Learn and share continuously

Learning doesn’t just help you blog non-stop, it also improves you as a professional, but that’s a different point. It’s great fun learning new things about your niche and them sharing them with your readers.

The key to NOT running out of blog post ideas is realizing that everybody does, and you constantly have to keep this in mind and plan accordingly. How do YOU make sure that you don’t run out of topics?

What does content marketing actually mean?

Content marketing is one of the most popular buzz words these days on the Internet and surprisingly, it gets more traction than content creation, without which content marketing has no purpose to exist.

So what is content marketing?

It basically means promoting the right kind of content in front of the right kind of audience. Content is king is a clichéd expression but it has never been truer. Whether it’s the search engines or the social media websites, they survive and thrive on content: whatever format the content has. But is content marketing as easy as this?

Hardly. To create a solid content marketing strategy, you need to clearly define your audience, and have a lucid perception of what sort of content would tickle their buying buds. Whom do you want to target? Customers, clients, subscribers, advertisers or visitors who devote a fair amount of their attention upon your advertisers? Then you start creating content accordingly. If you are a web design company you want to attract prospective clients who would be interested in buying your services. If you are a content writer or an online copywriter (like yours truly) you would like to attract people who would want to hire you as a freelance writer.

In the early 2000s for nearly two years my website came on the first spot on Google for the word "web designing" because I had generated lots of content around this phrase. The problem was, my website mostly attracted people who wanted to learn web designing rather than hire me for their web design projects. The targeting was all wrong.

So when I started creating content for this website it was constantly on my mind that I shouldn’t end up attracting just "aspiring" content writers and work-at-home people who wanted to do something in their spare time. My content should attract prospective clients. Well-orchestrated content marketing can achieve this for you.

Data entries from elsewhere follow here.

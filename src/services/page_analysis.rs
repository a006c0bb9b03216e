//! Chain-of-thought analysis of a single web page

use chrono::Utc;
use std::sync::Arc;
use std::time::Duration;
use tracing::{error, info};

use crate::error::ResearchError;
use crate::models::hit::truncate_with_ellipsis;
use crate::models::{Analysis, PageAnalysis, RawHit, SearchHit, Sentiment};
use crate::search::{BackendError, PageFetcher, normalize_url};
use crate::services::aggregator::enrich;
use crate::services::analyzer::HypothesisAnalyzer;

const SNIPPET_CHARS: usize = 200;

/// Fetches one page and runs the hypothesis analysis over its text
pub struct PageAnalyzer {
    fetcher: Arc<dyn PageFetcher>,
    analyzer: Arc<HypothesisAnalyzer>,
    fetch_timeout: Duration,
}

impl PageAnalyzer {
    pub fn new(
        fetcher: Arc<dyn PageFetcher>,
        analyzer: Arc<HypothesisAnalyzer>,
        fetch_timeout: Duration,
    ) -> Self {
        Self {
            fetcher,
            analyzer,
            fetch_timeout,
        }
    }

    /// Analyzes the page at `url`.
    ///
    /// Only a malformed URL is an error. Fetch failures come back as an
    /// error-tagged `PageAnalysis` with a degraded analysis.
    pub async fn analyze_url(&self, url: &str, depth: u8) -> Result<PageAnalysis, ResearchError> {
        let url = url.trim();
        if normalize_url(url).is_none() {
            return Err(ResearchError::InvalidRequest(format!(
                "not an http(s) URL: {url:?}"
            )));
        }

        let page = match self.fetch(url).await {
            Ok(page) => page,
            Err(e) => {
                let message = format!("Webpage analysis failed: {e}");
                error!("{}", message);
                return Ok(error_result(url, &message));
            }
        };

        let title = if page.title.is_empty() {
            "No title".to_string()
        } else {
            page.title
        };
        let raw = RawHit::new(&title, url, &page.text)
            .with_snippet(&truncate_with_ellipsis(&page.text, SNIPPET_CHARS))
            .with_metadata("description", page.description);
        let hit = enrich(raw, "web", Utc::now());

        let analysis = self
            .analyzer
            .analyze(url, std::slice::from_ref(&hit), depth)
            .await;
        info!(
            "Analyzed page {} ({} chars, degraded: {})",
            url,
            hit.content.chars().count(),
            analysis.degraded
        );

        Ok(PageAnalysis {
            page: hit,
            analysis,
            error: None,
        })
    }

    async fn fetch(&self, url: &str) -> Result<crate::search::html::PageContent, BackendError> {
        tokio::time::timeout(self.fetch_timeout, self.fetcher.fetch(url))
            .await
            .map_err(|_| BackendError::Timeout(self.fetch_timeout))?
    }
}

fn error_result(url: &str, message: &str) -> PageAnalysis {
    let page = SearchHit {
        url: url.to_string(),
        title: format!("Error analyzing {url}"),
        content: message.to_string(),
        snippet: message.to_string(),
        source_tag: "error".to_string(),
        timestamp: Utc::now(),
        sentiment: Sentiment::Neutral,
        insights: Vec::new(),
        metadata: Default::default(),
    };
    PageAnalysis {
        page,
        analysis: Analysis::unavailable(url, message),
        error: Some(message.to_string()),
    }
}

#[cfg(test)]
mod tests {
    use super::*;
    use crate::llm::{CompletionOptions, MockTextCompletion};
    use crate::search::HttpPageFetcher;
    use crate::search::html::{MAX_PAGE_CHARS, PageContent};
    use async_trait::async_trait;
    use wiremock::matchers::{method, path};
    use wiremock::{Mock, MockServer, ResponseTemplate};

    fn analyzer(reply: &'static str, expected_calls: usize) -> Arc<HypothesisAnalyzer> {
        let mut completion = MockTextCompletion::new();
        completion
            .expect_complete()
            .times(expected_calls)
            .returning(move |_, _| Ok(reply.to_string()));
        Arc::new(HypothesisAnalyzer::new(
            Arc::new(completion),
            CompletionOptions::default(),
            Duration::from_secs(1),
        ))
    }

    struct StallingFetcher;

    #[async_trait]
    impl PageFetcher for StallingFetcher {
        async fn fetch(&self, _url: &str) -> Result<PageContent, BackendError> {
            tokio::time::sleep(Duration::from_secs(3600)).await;
            Ok(PageContent::default())
        }
    }

    #[tokio::test]
    async fn test_analyze_url_extracts_text_and_analyzes() {
        let server = MockServer::start().await;
        Mock::given(method("GET"))
            .and(path("/post"))
            .respond_with(ResponseTemplate::new(200).set_body_string(
                r#"<html><head><title>Willow</title>
                <meta name="description" content="Chip news"></head>
                <body><nav>menu</nav><h1>Willow chip</h1>
                <p>Google reports below-threshold error correction.</p></body></html>"#,
            ))
            .mount(&server)
            .await;

        let pages = PageAnalyzer::new(
            Arc::new(HttpPageFetcher::default()),
            analyzer("## Summary\nError correction works.\n", 1),
            Duration::from_secs(5),
        );
        let url = format!("{}/post", server.uri());
        let result = pages.analyze_url(&url, 2).await.unwrap();

        assert!(!result.is_error());
        assert_eq!(result.page.title, "Willow");
        assert_eq!(result.page.source_tag, "web");
        assert_eq!(
            result.page.content,
            "Willow chip\nGoogle reports below-threshold error correction."
        );
        assert!(!result.page.content.contains("menu"));
        assert_eq!(result.page.metadata["description"], "Chip news");
        assert_eq!(result.analysis.summary, "Error correction works.");
        assert!(!result.analysis.degraded);
    }

    #[tokio::test]
    async fn test_long_page_text_is_capped() {
        let server = MockServer::start().await;
        let body = format!("<html><body><p>{}</p></body></html>", "a".repeat(MAX_PAGE_CHARS + 500));
        Mock::given(method("GET"))
            .and(path("/long"))
            .respond_with(ResponseTemplate::new(200).set_body_string(body))
            .mount(&server)
            .await;

        let pages = PageAnalyzer::new(
            Arc::new(HttpPageFetcher::default()),
            analyzer("## Summary\nLong.\n", 1),
            Duration::from_secs(5),
        );
        let result = pages
            .analyze_url(&format!("{}/long", server.uri()), 1)
            .await
            .unwrap();

        assert_eq!(result.page.title, "No title");
        assert_eq!(result.page.content.chars().count(), MAX_PAGE_CHARS + 3);
        assert!(result.page.content.ends_with("..."));
        assert_eq!(result.page.snippet.chars().count(), SNIPPET_CHARS + 3);
    }

    #[tokio::test]
    async fn test_fetch_failure_returns_error_tagged_result() {
        let server = MockServer::start().await;
        Mock::given(method("GET"))
            .respond_with(ResponseTemplate::new(404).set_body_string("gone"))
            .mount(&server)
            .await;

        let pages = PageAnalyzer::new(
            Arc::new(HttpPageFetcher::default()),
            analyzer("unused", 0),
            Duration::from_secs(5),
        );
        let url = format!("{}/missing", server.uri());
        let result = pages.analyze_url(&url, 2).await.unwrap();

        assert!(result.is_error());
        assert_eq!(result.page.source_tag, "error");
        assert_eq!(result.page.title, format!("Error analyzing {url}"));
        assert!(result.page.content.starts_with("Webpage analysis failed"));
        assert!(result.error.unwrap().contains("404"));
        assert!(result.analysis.degraded);
    }

    #[tokio::test]
    async fn test_stalled_fetch_times_out() {
        let pages = PageAnalyzer::new(
            Arc::new(StallingFetcher),
            analyzer("unused", 0),
            Duration::from_millis(50),
        );

        let result = pages
            .analyze_url("https://slow.example/page", 2)
            .await
            .unwrap();

        assert!(result.is_error());
        assert!(result.error.unwrap().contains("timed out"));
    }

    #[tokio::test]
    async fn test_malformed_url_is_rejected() {
        let pages = PageAnalyzer::new(
            Arc::new(StallingFetcher),
            analyzer("unused", 0),
            Duration::from_secs(1),
        );

        for url in ["", "not a url", "ftp://files.example/x"] {
            let err = pages.analyze_url(url, 2).await.unwrap_err();
            assert!(matches!(err, ResearchError::InvalidRequest(_)));
        }
    }
}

Once you have identified your audience and have created a significant number of blog posts or web pages, you must start promoting and marketing your content using the following methods:

  • Opt-in email marketing: This is one of the oldest, and still one of the best ways of getting your word around. When people are on your website or blog encourage them to subscribe to your email updates so that they can receive the content you publish without interruption.
  • RSS feeds: Encourage people to subscribe to your RSS feed by prominently displaying the RSS button on your website or blog.
  • Social media, networking and bookmarking websites: Such websites can bring you tons of traffic. These websites include FaceBook, Twitter, Digg, Delicious, StumbleUpon, etc. They may seem to be bringing lots of random traffic (and increasing your bandwidth costs in the process) without generating much business but they certainly increase your visibility and help you strengthen your brand presence.
  • Online forums: Yes, they’re still popular and get lots of traffic from search engines.
  • Guest posting and commenting on other blogs: Find blogs in your niche. Write guest blog posts for them (something I have never been able to do actually) and participate in their comments section. Again, this may not bring you direct customers but it does generate buzz and this leads to customers and clients.
  • Search engine optimization: Some people believe in SEO and some don’t. The most logical thing to do is, produce highly relevant content using keywords your prospective customers and clients would use as search terms on search engines. This can draw lots of relevant traffic to your blog or website.

Content marketing is an ongoing process simply because there are always people competing with you. Ignore it for a few months and you’ll realize you almost have to start it from the beginning, unless you’re a celebrity.